Guests are now able to walk to their seats inside the cars of the new transport ride - here’s a view through the cars roof:

Fortunately it was possible to reuse the same waypoints tools I created for flat rides.

We thought about how to display the parks finances this week. We wanted to have something that’s a bit less overwhelming than a big table of numbers and that lets you quickly see how you’re doing. It needs some more polish and isn’t complete yet but here’s what we came up with:

Your parks expenses/income is grouped into these categories. Each category has a colored bar showing the expenses/income of that category.
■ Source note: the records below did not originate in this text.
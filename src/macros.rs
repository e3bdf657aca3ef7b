//! # Record Definition Macro
//!
//! [`record!`](crate::record) defines a deserializable record type: it
//! emits the struct with `#[repr(C)]` layout and derives the
//! [`Shaped`](crate::layout::Shaped) implementation describing that
//! layout, with field offsets taken from `offset_of!` so the descriptor
//! can never drift from the real struct.
//!
//! ## Usage
//!
//! ```
//! use contig::Slice;
//!
//! contig::record! {
//!     /// A measurement batch.
//!     #[derive(Debug)]
//!     pub struct Batch {
//!         pub id: u64,
//!         pub samples: Slice<f32>,
//!     }
//! }
//!
//! assert_eq!(std::mem::size_of::<Batch>(), 3 * std::mem::size_of::<usize>());
//! ```
//!
//! Fields may be any [`Shaped`](crate::layout::Shaped) type: scalars,
//! nested records, `[T; N]`, and [`Slice<T>`](crate::Slice).
//!
//! ## Payload packing caveat
//!
//! Dynamic-array payloads are packed on the wire with no padding between
//! blocks. An element type with alignment above one, placed after another
//! array whose payload size is not a multiple of that alignment, would
//! land misaligned; keep such arrays ordered coarsest-element-first (or
//! pad odd payloads at the schema level). This is a property of the
//! record schema, not of any particular input, and is asserted in debug
//! builds when the payload is bound.

/// Defines a `#[repr(C)]` record struct and its layout descriptor.
#[macro_export]
macro_rules! record {
    (
        $(#[$attr:meta])*
        $vis:vis struct $name:ident {
            $(
                $(#[$field_attr:meta])*
                $field_vis:vis $field:ident : $field_ty:ty
            ),+ $(,)?
        }
    ) => {
        $(#[$attr])*
        #[repr(C)]
        $vis struct $name {
            $(
                $(#[$field_attr])*
                $field_vis $field: $field_ty,
            )+
        }

        // SAFETY: the struct is `#[repr(C)]`, the descriptor lists every
        // field in declared order with its `offset_of!` offset, and each
        // field type carries its own `Shaped` contract.
        unsafe impl $crate::layout::Shaped for $name {
            const SHAPE: $crate::layout::Shape = $crate::layout::Shape::record::<$name>(&[
                $(
                    $crate::layout::FieldShape {
                        name: ::core::stringify!($field),
                        offset: ::core::mem::offset_of!($name, $field),
                        shape: &<$field_ty as $crate::layout::Shaped>::SHAPE,
                    },
                )+
            ]);
        }
    };
}
//! Fuzz the copy deserialization path with raw bytes.
//!
//! Whatever the input, deserialization must either return an error or
//! produce a view whose every reachable slice is readable and inside
//! the backing buffer. It must never panic or touch memory out of
//! bounds.
//!
//! Field order in the probe keeps wider-element arrays ahead of byte
//! arrays so no input can make a payload land misaligned.

#![no_main]

use libfuzzer_sys::fuzz_target;

use contig::{Contiguous, Deserializer, Slice};

contig::record! {
    struct Inner {
        id: u64,
        data: Slice<u8>,
    }
}

contig::record! {
    struct Probe {
        tag: u32,
        words: Slice<u64>,
        inline: Slice<Inner>,
        bytes: Slice<u8>,
        rows: Slice<Slice<u8>>,
    }
}

fuzz_target!(|data: &[u8]| {
    let deserializer = Deserializer::new().max_array_len(1 << 16);
    let mut destination: Contiguous<Probe> = Contiguous::empty();
    if deserializer.copy_into::<Probe>(data, &mut destination).is_err() {
        return;
    }

    let base = destination.as_bytes().as_ptr() as usize;
    let end = base + destination.as_bytes().len();
    let probe = destination.view();

    let mut checksum = probe.tag as u64;
    checksum = probe
        .words
        .iter()
        .fold(checksum, |acc, &w| acc.wrapping_add(w));
    for inner in probe.inline.as_slice() {
        checksum = checksum.wrapping_add(inner.id);
        checksum = checksum.wrapping_add(inner.data.iter().map(|&b| b as u64).sum::<u64>());
    }
    checksum = checksum.wrapping_add(probe.bytes.iter().map(|&b| b as u64).sum::<u64>());
    for row in probe.rows.as_slice() {
        let ptr = row.as_ptr() as usize;
        assert!(ptr >= base && ptr <= end);
        checksum = checksum.wrapping_add(row.iter().map(|&b| b as u64).sum::<u64>());
    }
    std::hint::black_box(checksum);
});
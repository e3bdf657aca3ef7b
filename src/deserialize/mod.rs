//! # Deserialization Entry Points
//!
//! Reconstructing a record from its wire bytes is two passes over the
//! same shape tree:
//!
//! ```text
//! input bytes ──► measure ──► Regions { data_len, extra_len }
//!      │                            │
//!      ▼                            ▼
//! size the buffer to Regions::total()   (grow in place, or copy into
//!      │                                 a destination of that size)
//!      ▼
//! bind over buffer[0 .. data_len], materialising branched-array
//! headers from buffer[headers_start() ..]
//!      │
//!      ▼
//! Contiguous<T>
//! ```
//!
//! [`Deserializer`] carries the configuration (currently the
//! dynamic-array length ceiling) and offers the two façades of the
//! module: [`Deserializer::in_place`], which consumes and grows the
//! caller's buffer, and [`Deserializer::copy_into`], which leaves the
//! input untouched and reuses a caller-owned destination handle. The
//! free functions [`required_size`], [`deserialize_in_place`] and
//! [`deserialize_copy`] use the default configuration.
//!
//! ## Failure
//!
//! The input is fully validated by the measuring pass before a single
//! output byte is written, so on error the destination of `copy_into` is
//! left exactly as it was.

mod measure;
mod slicer;

use crate::buffer::{BUFFER_ALIGN, RecordBuffer};
use crate::contiguous::Contiguous;
use crate::error::DeserializationError;
use crate::layout::{Shape, Shaped, Slice};

/// Wire size of a dynamic-array length, one machine word.
pub(crate) const WORD: usize = size_of::<usize>();

/// Alignment required for materialised slice headers.
const HEADER_ALIGN: usize = align_of::<Slice<u8>>();

/// Sizes of the two regions of a deserialized buffer.
#[derive(Clone, Copy, Debug, PartialEq, Eq)]
pub struct Regions {
    /// Bytes of in-stream payload: record image, length words, inline
    /// element blocks.
    pub data_len: usize,
    /// Bytes of branched-array element headers materialised after the
    /// payload.
    pub extra_len: usize,
}

impl Regions {
    /// Total buffer length after deserialization.
    ///
    /// When branched headers are present the header region starts at
    /// [`data_len`](Self::data_len) rounded up to header alignment;
    /// without them the total is exactly `data_len`.
    pub fn total(&self) -> usize {
        self.headers_start() + self.extra_len
    }

    /// Byte offset where the branched-header region begins.
    pub(crate) fn headers_start(&self) -> usize {
        if self.extra_len == 0 {
            self.data_len
        } else {
            self.data_len.next_multiple_of(HEADER_ALIGN)
        }
    }
}

/// Hard ceilings applied while measuring untrusted input.
#[derive(Clone, Copy, Debug)]
pub struct Limits {
    /// Maximum element count any single dynamic array may declare.
    pub max_array_len: usize,
}

impl Default for Limits {
    fn default() -> Self {
        Self {
            max_array_len: usize::MAX,
        }
    }
}

/// Configurable deserializer for contiguous record buffers.
///
/// ```
/// use contig::{Deserializer, RecordBuffer, Slice};
///
/// contig::record! {
///     struct Message {
///         code: u16,
///         body: Slice<u8>,
///     }
/// }
///
/// let mut wire = vec![0u8; std::mem::size_of::<Message>()];
/// wire[..2].copy_from_slice(&7u16.to_ne_bytes());
/// wire.extend_from_slice(&2usize.to_ne_bytes());
/// wire.extend_from_slice(&[0xAA, 0xBB]);
///
/// let deserializer = Deserializer::new().max_array_len(1 << 20);
/// let message = deserializer.in_place::<Message>(RecordBuffer::from_bytes(&wire))?;
/// assert_eq!(message.view().code, 7);
/// assert_eq!(&message.view().body[..], &[0xAA, 0xBB]);
/// # Ok::<(), contig::DeserializationError>(())
/// ```
#[derive(Clone, Debug, Default)]
pub struct Deserializer {
    limits: Limits,
}

impl Deserializer {
    /// A deserializer with default limits (no length ceiling).
    pub fn new() -> Self {
        Self::default()
    }

    /// Caps the element count any single dynamic array may declare.
    /// Exceeding it fails deserialization with
    /// [`DeserializationError::LengthOverLimit`].
    pub fn max_array_len(mut self, limit: usize) -> Self {
        self.limits.max_array_len = limit;
        self
    }

    /// Runs the measuring pass alone, returning both region sizes.
    pub fn measure<T: Shaped>(&self, input: &[u8]) -> Result<Regions, DeserializationError> {
        measure::measure(Shape::of::<T>(), input, &self.limits)
    }

    /// Bytes of buffer a successful deserialization of `input` ends up
    /// with.
    pub fn required_size<T: Shaped>(&self, input: &[u8]) -> Result<usize, DeserializationError> {
        Ok(self.measure::<T>(input)?.total())
    }

    /// Deserializes the record serialized in `buffer`, in place.
    ///
    /// The buffer is grown (once) when the branched-header region needs
    /// room beyond its current length, and truncated to the exact total
    /// otherwise; its storage is never copied, so the returned handle
    /// wraps the very same allocation.
    pub fn in_place<T: Shaped>(
        &self,
        mut buffer: RecordBuffer,
    ) -> Result<Contiguous<T>, DeserializationError> {
        const { assert!(align_of::<T>() <= BUFFER_ALIGN) };
        let regions = self.measure::<T>(buffer.as_slice())?;
        buffer.resize(regions.total());
        // SAFETY: `buffer` was measured as `T` just above (resizing never
        // moves or alters the first `data_len` bytes) and now spans the
        // full region total.
        unsafe { slicer::bind(Shape::of::<T>(), &mut buffer, &regions) };
        Ok(Contiguous::from_buffer(buffer))
    }

    /// Deserializes the record serialized in `input` into `destination`,
    /// leaving `input` untouched.
    ///
    /// The destination's existing allocation is reused without
    /// re-zeroing when large enough; bytes past the copied payload are
    /// zero-filled. On error the destination is left unchanged.
    pub fn copy_into<T: Shaped>(
        &self,
        input: &[u8],
        destination: &mut Contiguous<T>,
    ) -> Result<(), DeserializationError> {
        const { assert!(align_of::<T>() <= BUFFER_ALIGN) };
        let regions = self.measure::<T>(input)?;
        let total = regions.total();
        let buffer = destination.buffer_mut();
        buffer.copy_from(&input[..input.len().min(total)]);
        buffer.grow(total);
        // SAFETY: the copied prefix contains the measured payload and the
        // buffer now spans the full region total.
        unsafe { slicer::bind(Shape::of::<T>(), buffer, &regions) };
        Ok(())
    }
}

/// Bytes of buffer a successful deserialization of `input` ends up with,
/// under default limits.
pub fn required_size<T: Shaped>(input: &[u8]) -> Result<usize, DeserializationError> {
    Deserializer::new().required_size::<T>(input)
}

/// Deserializes the record serialized in `buffer` in place, under
/// default limits. See [`Deserializer::in_place`].
pub fn deserialize_in_place<T: Shaped>(
    buffer: RecordBuffer,
) -> Result<Contiguous<T>, DeserializationError> {
    Deserializer::new().in_place(buffer)
}

/// Deserializes the record serialized in `input` into `destination`,
/// under default limits. See [`Deserializer::copy_into`].
pub fn deserialize_copy<T: Shaped>(
    input: &[u8],
    destination: &mut Contiguous<T>,
) -> Result<(), DeserializationError> {
    Deserializer::new().copy_into(input, destination)
}
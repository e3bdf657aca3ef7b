//! Fuzz the round trip: build a structured value, serialize it the way
//! the wire format prescribes, deserialize, and compare field-wise.

#![no_main]

use arbitrary::Arbitrary;
use libfuzzer_sys::fuzz_target;

use contig::{RecordBuffer, Slice, deserialize_in_place, required_size};

contig::record! {
    struct Packet {
        kind: u32,
        series: Slice<i32>,
        payload: Slice<u8>,
        nested: Slice<Slice<u8>>,
    }
}

#[derive(Debug, Arbitrary)]
struct Model {
    kind: u32,
    series: Vec<i32>,
    payload: Vec<u8>,
    nested: Vec<Vec<u8>>,
}

fn push_len(wire: &mut Vec<u8>, len: usize) {
    wire.extend_from_slice(&len.to_ne_bytes());
}

fn serialize(model: &Model) -> Vec<u8> {
    let mut wire = vec![0u8; std::mem::size_of::<Packet>()];
    wire[..4].copy_from_slice(&model.kind.to_ne_bytes());
    push_len(&mut wire, model.series.len());
    for v in &model.series {
        wire.extend_from_slice(&v.to_ne_bytes());
    }
    push_len(&mut wire, model.payload.len());
    wire.extend_from_slice(&model.payload);
    push_len(&mut wire, model.nested.len());
    for row in &model.nested {
        push_len(&mut wire, row.len());
        wire.extend_from_slice(row);
    }
    wire
}

fuzz_target!(|model: Model| {
    let wire = serialize(&model);
    let total = required_size::<Packet>(&wire).expect("self-serialized wire must measure");
    let packet = deserialize_in_place::<Packet>(RecordBuffer::from_bytes(&wire))
        .expect("self-serialized wire must deserialize");
    assert_eq!(packet.as_bytes().len(), total);

    let view = packet.view();
    assert_eq!(view.kind, model.kind);
    assert_eq!(&view.series[..], &model.series[..]);
    assert_eq!(&view.payload[..], &model.payload[..]);
    assert_eq!(view.nested.len(), model.nested.len());
    for (bound, original) in view.nested.as_slice().iter().zip(&model.nested) {
        assert_eq!(&bound[..], &original[..]);
    }
});
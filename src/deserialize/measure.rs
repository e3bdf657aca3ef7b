//! # Measuring Pass
//!
//! First of the two deserialization passes: a read-only, type-driven walk
//! of the input that computes the two region sizes the buffer must hold.
//!
//! - `data_len` — bytes of in-stream payload: the record image plus every
//!   length word and inline element block, in depth-first declared-field
//!   order.
//! - `extra_len` — bytes of branched-array element headers that are *not*
//!   on the wire and must be materialised after the payload.
//!
//! Every length word and element block is bounds-checked against the
//! input before it is consumed, so the binding pass that follows can
//! trust the stream completely. Arithmetic on wire-supplied lengths is
//! saturating: an absurd length inflates the requirement to the point
//! where the input-length predicate rejects it, instead of wrapping.

use crate::error::{DeserializationError, check_input_len, check_length_limit};
use crate::layout::{Shape, ShapeKind};

use super::{Limits, Regions, WORD};

/// Computes the region sizes for one value of `shape` serialized in
/// `input`.
pub(crate) fn measure(
    shape: &'static Shape,
    input: &[u8],
    limits: &Limits,
) -> Result<Regions, DeserializationError> {
    check_input_len(shape.name, input.len(), shape.size)?;
    let mut pass = Measure {
        input,
        limits,
        extra: 0,
    };
    let data_len = pass.node(shape, shape.size)?;
    Ok(Regions {
        data_len,
        extra_len: pass.extra,
    })
}

struct Measure<'a> {
    input: &'a [u8],
    limits: &'a Limits,
    /// Accumulated branched-header bytes.
    extra: usize,
}

impl Measure<'_> {
    /// Sizes one value of `shape` whose image is already accounted for,
    /// consuming its dynamic-array payloads from `pos`. Returns the
    /// cursor past everything the value owns.
    fn node(&mut self, shape: &'static Shape, pos: usize) -> Result<usize, DeserializationError> {
        if !shape.indirections {
            return Ok(pos);
        }
        match shape.kind {
            ShapeKind::Scalar => Ok(pos),
            ShapeKind::Record { fields } => {
                let mut pos = pos;
                for field in fields {
                    pos = self.node(field.shape, pos)?;
                }
                Ok(pos)
            }
            ShapeKind::Array { len, elem } => {
                let mut pos = pos;
                for _ in 0..len {
                    pos = self.node(elem, pos)?;
                }
                Ok(pos)
            }
            ShapeKind::Slice { elem } => self.dyn_array(shape, elem, pos),
        }
    }

    /// Sizes one dynamic array: its length word, its inline payload (for
    /// ordinary elements) or its header-region claim (for branched
    /// elements), and recursively whatever its elements own.
    fn dyn_array(
        &mut self,
        header: &'static Shape,
        elem: &'static Shape,
        pos: usize,
    ) -> Result<usize, DeserializationError> {
        check_input_len(header.name, self.input.len(), pos.saturating_add(WORD))?;
        let len = self.read_word(pos);
        check_length_limit(header.name, len, self.limits.max_array_len)?;
        let mut pos = pos + WORD;

        if elem.header_only {
            // Branched: the element headers are absent from the wire and
            // claim space in the reserved region after the payload.
            self.extra = self.extra.saturating_add(len.saturating_mul(elem.size));
        } else {
            let bytes = len.saturating_mul(elem.size);
            check_input_len(header.name, self.input.len(), pos.saturating_add(bytes))?;
            pos += bytes;
        }

        if elem.indirections {
            for _ in 0..len {
                pos = self.node(elem, pos)?;
            }
        }
        Ok(pos)
    }

    fn read_word(&self, pos: usize) -> usize {
        let mut word = [0u8; WORD];
        word.copy_from_slice(&self.input[pos..pos + WORD]);
        usize::from_ne_bytes(word)
    }
}

#[cfg(test)]
mod tests {
    use super::*;
    use crate::layout::Slice;

    fn measure_default(shape: &'static Shape, input: &[u8]) -> Result<Regions, DeserializationError> {
        measure(shape, input, &Limits::default())
    }

    fn push_word(wire: &mut Vec<u8>, value: usize) {
        wire.extend_from_slice(&value.to_ne_bytes());
    }

    crate::record! {
        struct Flat {
            a: i32,
            b: i32,
        }
    }

    crate::record! {
        struct Ints {
            xs: Slice<i32>,
        }
    }

    crate::record! {
        struct Matrix {
            m: Slice<Slice<i32>>,
        }
    }

    #[test]
    fn flat_record_is_just_its_image() {
        let regions = measure_default(Shape::of::<Flat>(), &[0u8; 8]).unwrap();
        assert_eq!(regions, Regions { data_len: 8, extra_len: 0 });
        assert_eq!(regions.total(), 8);
    }

    #[test]
    fn image_shorter_than_the_record_is_rejected() {
        let err = measure_default(Shape::of::<Flat>(), &[0u8; 7]).unwrap_err();
        assert_eq!(
            err,
            DeserializationError::InputTooShort {
                type_name: Shape::of::<Flat>().name,
                actual: 7,
                required: 8,
            }
        );
    }

    #[test]
    fn dynamic_array_counts_length_word_and_payload() {
        let mut wire = vec![0u8; size_of::<Ints>()];
        push_word(&mut wire, 3);
        for x in [1i32, 2, 3] {
            wire.extend_from_slice(&x.to_ne_bytes());
        }
        let regions = measure_default(Shape::of::<Ints>(), &wire).unwrap();
        assert_eq!(regions, Regions { data_len: 36, extra_len: 0 });
    }

    #[test]
    fn truncated_payload_is_rejected_with_the_shortfall() {
        let mut wire = vec![0u8; size_of::<Ints>()];
        push_word(&mut wire, 3);
        wire.extend_from_slice(&[0u8; 6]);
        let err = measure_default(Shape::of::<Ints>(), &wire).unwrap_err();
        assert_eq!(
            err,
            DeserializationError::InputTooShort {
                type_name: Shape::of::<Slice<i32>>().name,
                actual: 30,
                required: 36,
            }
        );
    }

    #[test]
    fn missing_length_word_is_rejected() {
        let wire = vec![0u8; size_of::<Ints>() + 4];
        assert!(measure_default(Shape::of::<Ints>(), &wire).is_err());
    }

    #[test]
    fn branched_array_reserves_header_space() {
        // m = [[1, 2], [3]]
        let mut wire = vec![0u8; size_of::<Matrix>()];
        push_word(&mut wire, 2);
        push_word(&mut wire, 2);
        for x in [1i32, 2] {
            wire.extend_from_slice(&x.to_ne_bytes());
        }
        push_word(&mut wire, 1);
        wire.extend_from_slice(&3i32.to_ne_bytes());

        let regions = measure_default(Shape::of::<Matrix>(), &wire).unwrap();
        assert_eq!(regions.data_len, 52);
        assert_eq!(regions.extra_len, 2 * size_of::<Slice<i32>>());
        // The header region starts word-aligned after the payload.
        assert_eq!(regions.total(), 56 + 32);
    }

    #[test]
    fn huge_length_is_rejected_by_the_input_check_under_default_limits() {
        let mut wire = vec![0u8; size_of::<Ints>()];
        push_word(&mut wire, usize::MAX);
        let err = measure_default(Shape::of::<Ints>(), &wire).unwrap_err();
        assert!(matches!(err, DeserializationError::InputTooShort { .. }));
    }

    #[test]
    fn length_above_the_configured_ceiling_is_rejected() {
        let mut wire = vec![0u8; size_of::<Ints>()];
        push_word(&mut wire, 5000);
        wire.extend_from_slice(&vec![0u8; 5000 * 4]);
        let limits = Limits { max_array_len: 4096 };
        let err = measure(Shape::of::<Ints>(), &wire, &limits).unwrap_err();
        assert_eq!(
            err,
            DeserializationError::LengthOverLimit {
                type_name: Shape::of::<Slice<i32>>().name,
                length: 5000,
                limit: 4096,
            }
        );
    }

    #[test]
    fn empty_array_still_needs_its_length_word() {
        let mut wire = vec![0u8; size_of::<Ints>()];
        push_word(&mut wire, 0);
        let regions = measure_default(Shape::of::<Ints>(), &wire).unwrap();
        assert_eq!(regions, Regions { data_len: 24, extra_len: 0 });
    }
}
The little black arrow marks the expenses of the previous month - if it’s in the green area it means you’re doing better this month than last, if it’s in the red you’re doing worse.

The categories can be expanded…

…so if you’re interested in the detailed numbers they’re all there.

Update 31

A very busy week with lots of big code changes!

There’s a terrain gridlines toggle…

…but the real work was spent on coasters - or tracked rides as I should say.

As mentioned earlier building tracked rides with multiple stations didn’t work yet. Now it does:

(Sped up for demonstration)

Having multiple stations doesn’t make that much sense on coasters though, sooo…the inevitable next step was to start working on a transport ride!

Implementing it took some time since it works fairly different from the coasters we had so far - it’s powered, suspended, and then there’s also the shape of these supports.

Speaking of suspended, it does swing a bit in curves, although it’s hard to notice since it’s rather subtle and the framerate of this GIF is a bit low:

Now that it works adding other suspended or powered rides should go much faster though. It should also be fairly easy to add other kinds of tracked rides now that the code doesn’t expect everything with a track to be a coaster.

Just because we got it nicely driving on it’s track doesn’t mean there isn’t lots of work left to do on it though! More on that in the coming weeks I guess.

Update 30

Got the detection of which grid tiles are crossed by a coaster track segment working. It’s being used to detect whether the segment is within the park boundaries or not and for drawing the footprint grid lines like in the other builders:

The flowerboxes received custom color pickers:

Unlike the trees with their predefined palette their color can be chosen freely.

Garret made a new ride during this weeks livestream and here it is working in game:

(It’s sped up in the GIF for some reason)

If you missed the stream we got the entire thing for you in the Twitch archive or a timelapse here:

Update 29

Art Stream

Garret will be doing another art livestream next week - tune in to his Twitch channel on Thursday, from 1pm to 3pm PST!

The last few streams got crazy long, so Garret will try to end it at 3pm this time.

Edit: moved from Wednesday to Thursday.

Devlog

Started this week with fixing a couple more issues, but that’ll be enough for now. It’s really interesting to see that even after staring at the game for hundreds of hours other people will still do things you never tried or thought of. You tend to develop a habit of always testing the same things all over again after a while, so it’s really beneficial to have some other people test even early on.

We’re now planning what to work on during the next weeks/months. The main focus for a while should be to get more gameplay implemented. I did some AI work but there’s nothing to show in GIF-form yet.

There’s a new park overview camera mode:

Pan, rotation and zoom works like in the normal view.

We’re not using a level-of-detail system yet (replacing far away objects with less detailed versions for better performance), but as you have more objects on screen at once in this view we might have to. Maybe we’ll just replace the people with dots? We’ll see once we have more content and bigger parks to test with.